* [Stored data]:
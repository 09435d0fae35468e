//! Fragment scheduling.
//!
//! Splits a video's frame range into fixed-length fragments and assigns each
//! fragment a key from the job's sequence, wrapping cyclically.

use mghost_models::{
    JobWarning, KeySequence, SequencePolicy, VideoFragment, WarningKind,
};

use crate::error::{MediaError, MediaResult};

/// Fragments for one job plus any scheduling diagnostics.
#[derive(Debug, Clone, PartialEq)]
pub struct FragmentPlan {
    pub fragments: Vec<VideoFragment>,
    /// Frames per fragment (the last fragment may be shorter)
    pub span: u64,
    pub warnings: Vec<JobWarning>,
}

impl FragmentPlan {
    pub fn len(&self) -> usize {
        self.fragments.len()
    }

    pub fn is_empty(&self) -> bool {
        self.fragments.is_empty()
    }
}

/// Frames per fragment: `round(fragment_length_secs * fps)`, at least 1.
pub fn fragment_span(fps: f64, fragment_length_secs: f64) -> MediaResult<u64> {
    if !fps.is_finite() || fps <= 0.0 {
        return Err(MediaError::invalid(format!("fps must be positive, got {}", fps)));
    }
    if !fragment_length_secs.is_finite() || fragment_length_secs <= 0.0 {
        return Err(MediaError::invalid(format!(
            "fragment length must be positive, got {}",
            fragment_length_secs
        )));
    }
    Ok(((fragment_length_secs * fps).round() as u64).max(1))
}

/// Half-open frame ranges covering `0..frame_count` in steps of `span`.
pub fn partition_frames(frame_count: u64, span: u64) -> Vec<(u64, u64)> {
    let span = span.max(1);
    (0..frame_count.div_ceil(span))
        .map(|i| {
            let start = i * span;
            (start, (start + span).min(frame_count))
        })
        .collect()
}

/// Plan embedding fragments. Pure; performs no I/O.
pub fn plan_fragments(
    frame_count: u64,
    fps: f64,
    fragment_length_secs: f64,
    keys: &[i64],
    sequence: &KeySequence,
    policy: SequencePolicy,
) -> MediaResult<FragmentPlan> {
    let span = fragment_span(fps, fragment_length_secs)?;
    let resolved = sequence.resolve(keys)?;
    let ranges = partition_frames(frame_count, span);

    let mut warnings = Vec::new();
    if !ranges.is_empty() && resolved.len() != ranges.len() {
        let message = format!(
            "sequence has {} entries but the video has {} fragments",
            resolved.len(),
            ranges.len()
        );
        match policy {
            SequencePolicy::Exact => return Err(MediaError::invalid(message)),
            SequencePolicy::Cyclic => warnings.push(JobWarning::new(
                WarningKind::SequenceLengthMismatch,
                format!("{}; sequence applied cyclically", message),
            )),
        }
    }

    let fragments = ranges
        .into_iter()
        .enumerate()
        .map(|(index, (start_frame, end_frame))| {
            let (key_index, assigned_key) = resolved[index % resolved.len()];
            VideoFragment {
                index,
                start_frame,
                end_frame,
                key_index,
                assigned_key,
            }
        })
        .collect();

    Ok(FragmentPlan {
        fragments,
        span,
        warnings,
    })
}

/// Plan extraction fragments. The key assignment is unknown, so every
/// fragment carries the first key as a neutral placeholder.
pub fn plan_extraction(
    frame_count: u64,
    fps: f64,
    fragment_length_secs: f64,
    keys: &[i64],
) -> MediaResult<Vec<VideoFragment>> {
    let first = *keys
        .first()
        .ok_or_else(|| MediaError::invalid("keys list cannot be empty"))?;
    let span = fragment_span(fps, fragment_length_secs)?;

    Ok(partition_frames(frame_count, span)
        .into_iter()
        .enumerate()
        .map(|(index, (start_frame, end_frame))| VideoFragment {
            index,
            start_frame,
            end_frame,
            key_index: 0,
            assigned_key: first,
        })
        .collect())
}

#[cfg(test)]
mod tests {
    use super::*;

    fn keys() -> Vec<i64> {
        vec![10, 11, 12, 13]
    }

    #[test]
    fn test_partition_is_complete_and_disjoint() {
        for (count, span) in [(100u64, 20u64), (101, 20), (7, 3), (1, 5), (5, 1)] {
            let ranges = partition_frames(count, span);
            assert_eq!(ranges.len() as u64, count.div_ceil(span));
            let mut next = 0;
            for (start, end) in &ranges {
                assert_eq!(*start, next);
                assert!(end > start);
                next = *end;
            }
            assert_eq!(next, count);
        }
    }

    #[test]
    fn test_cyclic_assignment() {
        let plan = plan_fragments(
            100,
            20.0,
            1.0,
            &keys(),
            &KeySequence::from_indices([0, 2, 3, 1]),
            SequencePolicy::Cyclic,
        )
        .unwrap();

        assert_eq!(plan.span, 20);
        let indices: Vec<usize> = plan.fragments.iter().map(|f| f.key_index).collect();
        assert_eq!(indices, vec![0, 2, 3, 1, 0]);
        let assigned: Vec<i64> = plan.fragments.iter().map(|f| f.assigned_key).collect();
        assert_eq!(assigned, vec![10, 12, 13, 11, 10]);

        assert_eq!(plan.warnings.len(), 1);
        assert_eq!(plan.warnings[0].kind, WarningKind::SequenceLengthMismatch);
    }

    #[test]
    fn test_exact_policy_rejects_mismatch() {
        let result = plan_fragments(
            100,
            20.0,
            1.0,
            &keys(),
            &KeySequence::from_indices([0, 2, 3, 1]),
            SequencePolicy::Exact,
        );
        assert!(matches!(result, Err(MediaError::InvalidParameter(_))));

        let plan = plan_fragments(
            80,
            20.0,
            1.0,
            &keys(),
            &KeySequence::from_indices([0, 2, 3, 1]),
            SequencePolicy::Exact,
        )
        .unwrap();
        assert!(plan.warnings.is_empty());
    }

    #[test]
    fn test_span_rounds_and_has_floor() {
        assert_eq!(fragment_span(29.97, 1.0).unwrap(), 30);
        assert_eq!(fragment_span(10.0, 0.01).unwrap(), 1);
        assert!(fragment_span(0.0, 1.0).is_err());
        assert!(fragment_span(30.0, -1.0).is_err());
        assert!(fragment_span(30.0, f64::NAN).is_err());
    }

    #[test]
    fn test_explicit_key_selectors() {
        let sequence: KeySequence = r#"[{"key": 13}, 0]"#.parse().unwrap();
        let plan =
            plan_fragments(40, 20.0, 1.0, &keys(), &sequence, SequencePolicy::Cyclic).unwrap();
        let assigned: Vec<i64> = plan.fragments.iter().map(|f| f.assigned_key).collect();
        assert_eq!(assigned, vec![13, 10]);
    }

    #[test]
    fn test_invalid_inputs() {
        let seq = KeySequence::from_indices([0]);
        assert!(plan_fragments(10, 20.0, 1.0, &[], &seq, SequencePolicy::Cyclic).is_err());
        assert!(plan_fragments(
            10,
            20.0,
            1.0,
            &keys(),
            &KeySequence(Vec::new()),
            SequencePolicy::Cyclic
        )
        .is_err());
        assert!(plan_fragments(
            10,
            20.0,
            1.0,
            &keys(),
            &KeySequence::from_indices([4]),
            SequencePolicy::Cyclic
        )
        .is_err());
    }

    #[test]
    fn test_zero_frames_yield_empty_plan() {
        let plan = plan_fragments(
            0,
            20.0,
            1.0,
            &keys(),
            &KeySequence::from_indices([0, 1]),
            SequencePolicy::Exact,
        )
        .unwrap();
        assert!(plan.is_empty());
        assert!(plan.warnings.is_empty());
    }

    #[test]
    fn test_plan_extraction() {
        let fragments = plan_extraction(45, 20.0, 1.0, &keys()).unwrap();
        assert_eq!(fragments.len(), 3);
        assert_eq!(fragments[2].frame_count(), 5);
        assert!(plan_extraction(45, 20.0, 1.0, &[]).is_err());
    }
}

* [Task directions]: The full set of records must be output again exactly.

* [Reply]:
repository 09435d0fae35468e
//! Fragment scheduling.
//!
//! Splits a video's frame range into fixed-length fragments and assigns each
//! fragment a key from the job's sequence, wrapping cyclically.

use mghost_models::{
    JobWarning, KeySequence, SequencePolicy, VideoFragment, WarningKind,
};

use crate::error::{MediaError, MediaResult};

/// Fragments for one job plus any scheduling diagnostics.
#[derive(Debug, Clone, PartialEq)]
pub struct FragmentPlan {
    pub fragments: Vec<VideoFragment>,
    /// Frames per fragment (the last fragment may be shorter)
    pub span: u64,
    pub warnings: Vec<JobWarning>,
}

impl FragmentPlan {
    pub fn len(&self) -> usize {
        self.fragments.len()
    }

    pub fn is_empty(&self) -> bool {
        self.fragments.is_empty()
    }
}

/// Frames per fragment: `round(fragment_length_secs * fps)`, at least 1.
pub fn fragment_span(fps: f64, fragment_length_secs: f64) -> MediaResult<u64> {
    if !fps.is_finite() || fps <= 0.0 {
        return Err(MediaError::invalid(format!("fps must be positive, got {}", fps)));
    }
    if !fragment_length_secs.is_finite() || fragment_length_secs <= 0.0 {
        return Err(MediaError::invalid(format!(
            "fragment length must be positive, got {}",
            fragment_length_secs
        )));
    }
    Ok(((fragment_length_secs * fps).round() as u64).max(1))
}

/// Half-open frame ranges covering `0..frame_count` in steps of `span`.
pub fn partition_frames(frame_count: u64, span: u64) -> Vec<(u64, u64)> {
    let span = span.max(1);
    (0..frame_count.div_ceil(span))
        .map(|i| {
            let start = i * span;
            (start, (start + span).min(frame_count))
        })
        .collect()
}

/// Plan embedding fragments. Pure; performs no I/O.
pub fn plan_fragments(
    frame_count: u64,
    fps: f64,
    fragment_length_secs: f64,
    keys: &[i64],
    sequence: &KeySequence,
    policy: SequencePolicy,
) -> MediaResult<FragmentPlan> {
    let span = fragment_span(fps, fragment_length_secs)?;
    let resolved = sequence.resolve(keys)?;
    let ranges = partition_frames(frame_count, span);

    let mut warnings = Vec::new();
    if !ranges.is_empty() && resolved.len() != ranges.len() {
        let message = format!(
            "sequence has {} entries but the video has {} fragments",
            resolved.len(),
            ranges.len()
        );
        match policy {
            SequencePolicy::Exact => return Err(MediaError::invalid(message)),
            SequencePolicy::Cyclic => warnings.push(JobWarning::new(
                WarningKind::SequenceLengthMismatch,
                format!("{}; sequence applied cyclically", message),
            )),
        }
    }

    let fragments = ranges
        .into_iter()
        .enumerate()
        .map(|(index, (start_frame, end_frame))| {
            let (key_index, assigned_key) = resolved[index % resolved.len()];
            VideoFragment {
                index,
                start_frame,
                end_frame,
                key_index,
                assigned_key,
            }
        })
        .collect();

    Ok(FragmentPlan {
        fragments,
        span,
        warnings,
    })
}

/// Plan extraction fragments. The key assignment is unknown, so every
/// fragment carries the first key as a neutral placeholder.
pub fn plan_extraction(
    frame_count: u64,
    fps: f64,
    fragment_length_secs: f64,
    keys: &[i64],
) -> MediaResult<Vec<VideoFragment>> {
    let first = *keys
        .first()
        .ok_or_else(|| MediaError::invalid("keys list cannot be empty"))?;
    let span = fragment_span(fps, fragment_length_secs)?;

    Ok(partition_frames(frame_count, span)
        .into_iter()
        .enumerate()
        .map(|(index, (start_frame, end_frame))| VideoFragment {
            index,
            start_frame,
            end_frame,
            key_index: 0,
            assigned_key: first,
        })
        .collect())
}

#[cfg(test)]
mod tests {
    use super::*;

    fn keys() -> Vec<i64> {
        vec![10, 11, 12, 13]
    }

    #[test]
    fn test_partition_is_complete_and_disjoint() {
        for (count, span) in [(100u64, 20u64), (101, 20), (7, 3), (1, 5), (5, 1)] {
            let ranges = partition_frames(count, span);
            assert_eq!(ranges.len() as u64, count.div_ceil(span));
            let mut next = 0;
            for (start, end) in &ranges {
                assert_eq!(*start, next);
                assert!(end > start);
                next = *end;
            }
            assert_eq!(next, count);
        }
    }

    #[test]
    fn test_cyclic_assignment() {
        let plan = plan_fragments(
            100,
            20.0,
            1.0,
            &keys(),
            &KeySequence::from_indices([0, 2, 3, 1]),
            SequencePolicy::Cyclic,
        )
        .unwrap();

        assert_eq!(plan.span, 20);
        let indices: Vec<usize> = plan.fragments.iter().map(|f| f.key_index).collect();
        assert_eq!(indices, vec![0, 2, 3, 1, 0]);
        let assigned: Vec<i64> = plan.fragments.iter().map(|f| f.assigned_key).collect();
        assert_eq!(assigned, vec![10, 12, 13, 11, 10]);

        assert_eq!(plan.warnings.len(), 1);
        assert_eq!(plan.warnings[0].kind, WarningKind::SequenceLengthMismatch);
    }

    #[test]
    fn test_exact_policy_rejects_mismatch() {
        let result = plan_fragments(
            100,
            20.0,
            1.0,
            &keys(),
            &KeySequence::from_indices([0, 2, 3, 1]),
            SequencePolicy::Exact,
        );
        assert!(matches!(result, Err(MediaError::InvalidParameter(_))));

        let plan = plan_fragments(
            80,
            20.0,
            1.0,
            &keys(),
            &KeySequence::from_indices([0, 2, 3, 1]),
            SequencePolicy::Exact,
        )
        .unwrap();
        assert!(plan.warnings.is_empty());
    }

    #[test]
    fn test_span_rounds_and_has_floor() {
        assert_eq!(fragment_span(29.97, 1.0).unwrap(), 30);
        assert_eq!(fragment_span(10.0, 0.01).unwrap(), 1);
        assert!(fragment_span(0.0, 1.0).is_err());
        assert!(fragment_span(30.0, -1.0).is_err());
        assert!(fragment_span(30.0, f64::NAN).is_err());
    }

    #[test]
    fn test_explicit_key_selectors() {
        let sequence: KeySequence = r#"[{"key": 13}, 0]"#.parse().unwrap();
        let plan =
            plan_fragments(40, 20.0, 1.0, &keys(), &sequence, SequencePolicy::Cyclic).unwrap();
        let assigned: Vec<i64> = plan.fragments.iter().map(|f| f.assigned_key).collect();
        assert_eq!(assigned, vec![13, 10]);
    }

    #[test]
    fn test_invalid_inputs() {
        let seq = KeySequence::from_indices([0]);
        assert!(plan_fragments(10, 20.0, 1.0, &[], &seq, SequencePolicy::Cyclic).is_err());
        assert!(plan_fragments(
            10,
            20.0,
            1.0,
            &keys(),
            &KeySequence(Vec::new()),
            SequencePolicy::Cyclic
        )
        .is_err());
        assert!(plan_fragments(
            10,
            20.0,
            1.0,
            &keys(),
            &KeySequence::from_indices([4]),
            SequencePolicy::Cyclic
        )
        .is_err());
    }

    #[test]
    fn test_zero_frames_yield_empty_plan() {
        let plan = plan_fragments(
            0,
            20.0,
            1.0,
            &keys(),
            &KeySequence::from_indices([0, 1]),
            SequencePolicy::Exact,
        )
        .unwrap();
        assert!(plan.is_empty());
        assert!(plan.warnings.is_empty());
    }

    #[test]
    fn test_plan_extraction() {
        let fragments = plan_extraction(45, 20.0, 1.0, &keys()).unwrap();
        assert_eq!(fragments.len(), 3);
        assert_eq!(fragments[2].frame_count(), 5);
        assert!(plan_extraction(45, 20.0, 1.0, &[]).is_err());
    }
}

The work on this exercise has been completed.